◆ **ASSIGNMENT**: Copy each line of the data that has "Serialize" in it.
▬▬▬▬▬▬▬▬▬▬
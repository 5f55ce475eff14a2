use serde::Serialize;

use crate::geo::{GeoPoint, haversine_km, round_km};

const BASE_FARE: f64 = 50.0;
const PER_KM: f64 = 10.0;
const AVERAGE_SPEED_KMH: f64 = 30.0;
const HANDLING_MIN: f64 = 5.0;

#[derive(Debug, Clone, Copy, PartialEq, Serialize)]
pub struct Quote {
    pub distance_km: f64,
    pub estimated_time_min: u32,
    pub price: f64,
}

/// Price, trip distance and delivery time for a pickup/dropoff pair.
pub fn quote(pickup: &GeoPoint, dropoff: &GeoPoint, weight_kg: f64) -> Quote {
    let distance_km = round_km(haversine_km(pickup, dropoff));

    Quote {
        distance_km,
        estimated_time_min: estimated_time_min(distance_km),
        price: (BASE_FARE + PER_KM * distance_km + weight_surcharge(weight_kg)).ceil(),
    }
}

pub fn estimated_time_min(distance_km: f64) -> u32 {
    (distance_km / AVERAGE_SPEED_KMH * 60.0 + HANDLING_MIN).round() as u32
}

pub fn weight_surcharge(weight_kg: f64) -> f64 {
    match weight_kg {
        w if w <= 1.0 => 0.0,
        w if w <= 5.0 => 20.0,
        w if w <= 10.0 => 50.0,
        w if w <= 20.0 => 100.0,
        w => 100.0 + (w - 20.0) * 5.0,
    }
}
▬▬▬▬▬▬▬▬▬▬
◆ **SOLUTION**:
use serde::Serialize;
#[derive(Debug, Clone, Copy, PartialEq, Serialize)]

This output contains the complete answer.